En 2001 las historiadoras de la Universidad Autónoma de Querétaro Luz Amelia Armas y Oliva Solís, publicaron tres cuadernillos de divulgación sobre la existencia y las condiciones de vida de la población negra en nuestra entidad. En ella documentan que, durante la Colonia, en 1791 para ser más precisos, existían 7 mil afromestizos que trabajaban en haciendas, obrajes y trapiches y que los hacendados-obrajeros tenían en sus manos el poder político, económico, religioso y militar.
Entre las familias más “distinguidas”, por la cantidad de esclavos que poseían, figuraban los Fontecha, Escandón, De la Llata y los Fernández de Jáuregui; las monjas, los jesuitas y el clero secular también destacaban por ser negreros de cepa. En los obrajes encadenaban a los telares a los negros, esclavos o libres, que vivían en condiciones infrahumanas.
Las investigadoras también mencionan que como los esclavos buscaron mezclarse con indias y españolas para que sus hijos no nacieran esclavos, los españoles trajeron mujeres de África que los mismos hacendados embarazaban ya que cualquier hijo del vientre de las negras nacía esclavo.
A principios del siglo XVIII el precio de las esclavas fluctuaba entre los 250 pesos, dependiendo de la edad y el color, si era negra pura su valor aumentaba. A los 40 años de edad una mujer negra ya era considerada vieja y por ello se devaluaba; cuando tenía un hijo de pecho podía ser vendida con todo y crío o por separado; a los cuatro años, lo común era que el niño fuera arrancado de los brazos maternos; las mujeres esclavas no tenían la posibilidad de consolidar una familia, aún cuando estuvieran casadas con negros o mulatos libres pues sus hijos siempre nacerían esclavos. A finales del siglo XVIII, en el inicio del capitalismo, los dueños de los obrajes promovieron que sus esclavos obtuvieran la libertad, no como acto de humanidad, sino porque ya no era rentable la esclavitud.
Según la enciclopedia México y su historia (Ed. UTEHA, México, 1984) “A principios del siglo XVII, el número aproximado de negros ascendía a 140 mil la mayoría de ellos negros criollos, denominados así porque habían nacido en Nueva España; sin embargo, en el periodo de 1580-1640 los negros “bozales”, que procedían de África, se incrementaron notablemente, pues la vinculación de las coronas portuguesa y española favoreció el tráfico de esclavos para los portugueses”.
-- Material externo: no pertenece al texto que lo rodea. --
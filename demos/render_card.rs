//! Fill an onboarding card, resolve the manager from an in-memory directory and
//! export it as a 2x PNG.
//!
//! cargo run --example render_card

use std::sync::Arc;

use image::{Rgba, RgbaImage};

use cardsmith::data_url;
use cardsmith::rendering::raster::encode_png;
use cardsmith::{
    CardKind, DirectorySink, Exporter, Field, LogNotifier, LookupOutcome, ManagerDirectory, MemoryStore, Session,
    StoreRecord, Typeface,
};

#[tokio::main]
async fn main() -> Result<(), Box<dyn std::error::Error>> {
    env_logger::Builder::from_env(env_logger::Env::default().default_filter_or("info")).init();
    println!("cardsmith - onboarding card example\n");

    // A directory with one manager whose photo is a flat teal square
    let photo = encode_png(&RgbaImage::from_pixel(64, 64, Rgba([47, 113, 100, 255])))?;
    let store = MemoryStore::new(vec![
        StoreRecord::new("Ann Lee", &[data_url::encode("image/png", &photo).as_str()]),
        StoreRecord::new("Bob Stone", &[]),
    ]);

    let out_dir = std::env::temp_dir().join("cardsmith-example");
    let typeface = Arc::new(Typeface::embedded()?);
    let exporter = Exporter::new(typeface.clone(), Arc::new(DirectorySink::new(&out_dir)));
    let directory = ManagerDirectory::new(Arc::new(store), Arc::new(LogNotifier));
    let mut session = Session::new(CardKind::Onboarding, typeface, exporter, Arc::new(LogNotifier))
        .with_directory(directory, std::time::Duration::from_millis(500));

    println!("Loaded {} manager names", session.load_manager_names().await);

    session.set_text(Field::Name, "Lena Park");
    session.set_text(Field::Designation, "Product Designer");
    session.set_text(Field::Location, "Lisbon");
    session.set_text(Field::Email, "lena.park@example.com");
    session.set_text(Field::WelcomeMessage, "Lena joins the design systems team.");
    session.set_text(Field::ReportingManager, "Ann Lee");
    session.set_text(Field::ManagerMessage, "Thrilled to have you with us!");

    match session.lookup_manager("Ann Lee").await {
        LookupOutcome::Applied(record) => println!("Manager: {}", record.name),
        other => eprintln!("Manager photo not applied: {:?}", other),
    }

    match session.download().await {
        Some(artifact) => println!(
            "Saved {} ({}x{}, {} bytes)",
            artifact.path.display(),
            artifact.width,
            artifact.height,
            artifact.png_data.len()
        ),
        None => eprintln!("Export failed; see the log above"),
    }

    Ok(())
}
//! User-facing notices raised at action boundaries

use std::sync::Mutex;

use log::{error, info, warn};

/// A transient message for the user.
#[derive(Debug, Clone, PartialEq, Eq)]
pub enum Notice {
    Success(String),
    Warning(String),
    Error(String),
}

impl Notice {
    pub fn message(&self) -> &str {
        match self {
            Notice::Success(m) | Notice::Warning(m) | Notice::Error(m) => m,
        }
    }
}

/// Sink for notices; the host decides how to show them.
pub trait Notifier: Send + Sync {
    fn notify(&self, notice: Notice);
}

/// Forwards notices to the `log` facade.
#[derive(Debug, Default)]
pub struct LogNotifier;

impl Notifier for LogNotifier {
    fn notify(&self, notice: Notice) {
        match notice {
            Notice::Success(m) => info!("{}", m),
            Notice::Warning(m) => warn!("{}", m),
            Notice::Error(m) => error!("{}", m),
        }
    }
}

/// Keeps every notice in memory, in order.
#[derive(Debug, Default)]
pub struct CollectingNotifier {
    notices: Mutex<Vec<Notice>>,
}

impl CollectingNotifier {
    pub fn new() -> Self {
        Self::default()
    }

    /// Drain the notices collected so far.
    pub fn take(&self) -> Vec<Notice> {
        self.notices.lock().map(|mut v| std::mem::take(&mut *v)).unwrap_or_default()
    }
}

impl Notifier for CollectingNotifier {
    fn notify(&self, notice: Notice) {
        if let Ok(mut v) = self.notices.lock() {
            v.push(notice);
        }
    }
}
Los castos españoles y criollos, haciendo gala de un racista sentido del humor, se dieron a la tarea de clasificar en castas el resultado de la mezcla de sangre del español, el indio y el negro, cuyos individuos ocupaban los estratos ínfimos de la sociedad. La progresiva promiscuidad entre éstos dio como resultado una serie de complejos y heterogéneos grupos con diferentes rasgos físicos, temperamentos y formas de vida, los cuales fueron meticulosamente categorizados por las clases hegemónicas en formas que constituían una burla. Por ejemplo la denominación mulata es una alusión a la mula, hija estéril del burro y de la yegua. Había designaciones hacia los miembros de las castas que medían el grado de “impureza racial”: del “Tente en el aire”, hijo de mestizos, se pensaba que ni ascendía a la sangre blanca ni descendía a la india; del “Salta-pa-tras”, hijo de mestiza con indio, se consideraba que descendía al aumentar su sangre india; el “No te entiendo” era hijo de mulata y “Tente en el aire”; el “Ahí te estás” provenía de las relaciones entre mestiza y coyote; este último, a su vez, era hijo de mestizo e india. Los zambos eran hijos de indios y negros. Aparte figuraban moriscos, lobos, cambujos, zambaigos, tornatrás, etcétera.